Previous studies showed that in honey bee, methylated genes are predominantly clustered in CDS regions (Wang et al. 2006; Kucharski et al. 2008; Lyko et al. 2010, Foret et al. 2012). In our study, DNA methylation mainly occurred in CDS regions; however, introns and CpG islands also had DNA methylation. The primary difference between larval and adult methylomes was the number of DMGs. Comparing our results with previously published larval head (Foret et al. 2012) and adult brain (Lyko et al. 2010) methylation patterns, we found that the number of methylated genes was highest in larval body: more than 7,245 methylated genes were in the larval body, 6,086 methylated genes in the larval head, and 5,854 in an adult brain. We detected 3,013 and 5,049 in 4- and 6-day-old whole larval body (including head), compared with 2,399 and 561 in the 4-day-old larval head, and a 2.5-week-old adult brain (Table 2). This difference might be due to the difference between larval tissues and the adult brain. Larval tissues are closely related to high growth and protein turnover, whereas brain cells are postmitotic. In addition, for the whole larval body, higher numbers of tissues were involved in the methylation analysis compared to the adult brain.

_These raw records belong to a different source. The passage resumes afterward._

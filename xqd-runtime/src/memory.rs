//! Typed access to a guest module's linear memory.
//!
//! Every ABI function implementation receives a [`GuestMemory`] borrowed from the
//! `wasmtime::Caller` for the duration of the call. All multi-byte integers on the wire are
//! little-endian, matching the ABI's documented byte order. Grounded on the `memory_get` /
//! `slice_from_memory` / `string_from_memory` helpers used to bridge `wasmtime::Memory` in the
//! wasi-experimental-http-wasmtime reference sample, generalized here into read/write for every
//! integer width the ABI uses instead of just byte slices.

use wasmtime::{AsContextMut, Caller, Extern, Memory};
use xqd_shared::XqdStatus;

const MEMORY_EXPORT_NAME: &str = "memory";

/// Errors accessing guest linear memory. These always translate to `XqdStatus::ERROR`; a
/// misbehaving guest (no memory export, or an out-of-bounds offset) cannot get a more specific
/// status because the protocol has no way to express "your memory export is missing."
#[derive(Debug, thiserror::Error)]
pub enum MemoryError {
    #[error("guest module does not export a memory named \"{0}\"")]
    NoMemoryExport(&'static str),
    #[error("offset {offset} + length {len} is out of bounds for memory of size {size}")]
    OutOfBounds {
        offset: u32,
        len: u32,
        size: usize,
    },
}

impl From<MemoryError> for XqdStatus {
    fn from(_: MemoryError) -> Self {
        XqdStatus::ERROR
    }
}

/// Borrowed access to one guest instance's linear memory for the duration of a single ABI
/// call.
///
/// `'a` is the borrow of the caller for this call; `'c` is the `Caller`'s own lifetime
/// parameter. Keeping them distinct (rather than unifying both into one `'a`, which `&mut`'s
/// invariance would force to match the `Caller` type's own lifetime exactly) lets `new` borrow
/// a local `Caller<'c, T>` for just the duration of the call instead of its entire type-level
/// lifetime.
pub struct GuestMemory<'a, 'c, T> {
    memory: Memory,
    caller: &'a mut Caller<'c, T>,
}

impl<'a, 'c, T> GuestMemory<'a, 'c, T> {
    /// Look up the guest's exported `memory` and wrap it for typed access.
    pub fn new(caller: &'a mut Caller<'c, T>) -> Result<Self, MemoryError> {
        match caller.get_export(MEMORY_EXPORT_NAME) {
            Some(Extern::Memory(memory)) => Ok(Self { memory, caller }),
            _ => Err(MemoryError::NoMemoryExport(MEMORY_EXPORT_NAME)),
        }
    }

    /// `offset`/`len` are guest-controlled `u32`s; summing them as `usize` (64-bit on every
    /// host this runtime targets) cannot overflow, so the real memory size is always what gets
    /// reported in the `OutOfBounds` diagnostic.
    fn bounds_check(&mut self, offset: u32, len: u32) -> Result<(), MemoryError> {
        let size = self.memory.data_size(&mut *self.caller);
        let end = offset as usize + len as usize;
        if end > size {
            return Err(MemoryError::OutOfBounds { offset, len, size });
        }
        Ok(())
    }

    /// Read `len` raw bytes at `offset`.
    pub fn read_bytes(&mut self, offset: u32, len: u32) -> Result<Vec<u8>, MemoryError> {
        self.bounds_check(offset, len)?;
        let mut buf = vec![0u8; len as usize];
        self.memory
            .read(&mut *self.caller, offset as usize, &mut buf)
            .map_err(|_| MemoryError::OutOfBounds {
                offset,
                len,
                size: self.memory.data_size(&mut *self.caller),
            })?;
        Ok(buf)
    }

    /// Read a UTF-8 string of byte length `len` at `offset`. Invalid UTF-8 is replaced with
    /// the Unicode replacement character rather than failing the call, since guests write
    /// arbitrary byte strings (e.g. header values) that are not necessarily meant to be UTF-8.
    pub fn read_string_lossy(&mut self, offset: u32, len: u32) -> Result<String, MemoryError> {
        let bytes = self.read_bytes(offset, len)?;
        Ok(String::from_utf8_lossy(&bytes).into_owned())
    }

    pub fn write_bytes(&mut self, offset: u32, data: &[u8]) -> Result<(), MemoryError> {
        self.bounds_check(offset, data.len() as u32)?;
        self.memory
            .write(&mut *self.caller, offset as usize, data)
            .map_err(|_| MemoryError::OutOfBounds {
                offset,
                len: data.len() as u32,
                size: self.memory.data_size(&mut *self.caller),
            })
    }

    pub fn write_u32(&mut self, offset: u32, value: u32) -> Result<(), MemoryError> {
        self.write_bytes(offset, &value.to_le_bytes())
    }

    pub fn write_u64(&mut self, offset: u32, value: u64) -> Result<(), MemoryError> {
        self.write_bytes(offset, &value.to_le_bytes())
    }

    pub fn write_i64(&mut self, offset: u32, value: i64) -> Result<(), MemoryError> {
        self.write_bytes(offset, &value.to_le_bytes())
    }

    pub fn read_u32(&mut self, offset: u32) -> Result<u32, MemoryError> {
        let bytes = self.read_bytes(offset, 4)?;
        Ok(u32::from_le_bytes(bytes.try_into().unwrap()))
    }

    pub fn read_u64(&mut self, offset: u32) -> Result<u64, MemoryError> {
        let bytes = self.read_bytes(offset, 8)?;
        Ok(u64::from_le_bytes(bytes.try_into().unwrap()))
    }

    pub fn read_i64(&mut self, offset: u32) -> Result<i64, MemoryError> {
        let bytes = self.read_bytes(offset, 8)?;
        Ok(i64::from_le_bytes(bytes.try_into().unwrap()))
    }
}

Compared to 4- and 6-day-old WL, some genes in QL showed different DNA methylation (Table S4), which were concerned with caste differentiation. The genes Hex110, His3.3A-PA, mRpL45, Sirt6-PA, and Trap1-PA have been shown previously to be methylated in adult queens and workers (Wheeler et al. 2006; Barchuk et al. 2007; Ikeda et al. 2011; Wolschin et al. 2011), while our study indicated that these same genes were also methylated at the larval stage. Most of these genes that were related to caste differentiation showed no difference in DNA methylation of 2-day-old QL and WL. However, the methylation of the genes related to caste differentiation became different after the fourth day. It is well-known that individual development involves many signaling pathways, such as insulin (Wolschin et al. 2011), MAPK (Kamakura 2011), and Wnt signaling pathways (Li et al. 2011b). In our study, IGFn in the insulin signaling pathway, p38b in MAPK signaling pathway, and Wnt group (Wnt1, Wnt7) involved in Wnt signaling were downmethylated in QL. Our results suggested that methylation difference is an important pattern for the involvement of these signaling pathways in queen/worker caste differentiation. We found that some microRNAs (Chen et al. 2009) (mir184, mir23, mir71, and mir927) were also downmethylated in 6-day-old QL. A previous study reported an inverse correlation between DNA methylation and gene expression (Tate and Bird 1993); this regulation pattern might also apply to the miRNAs, that is to say, downmethylated miRNAs might express at high level in 6-day-old QL and activate or repress specific target genes. These results further enhance the notion that 6-day-old QL were already fixed on their trajectory to become queens.

In a word, our study measured, for the first time, the DNA methylome profiles between QL and WL in different ages using a meDIP-seq approach. Further studies are needed to understand how DNA methylation is transduced into physiological changes in the two castes.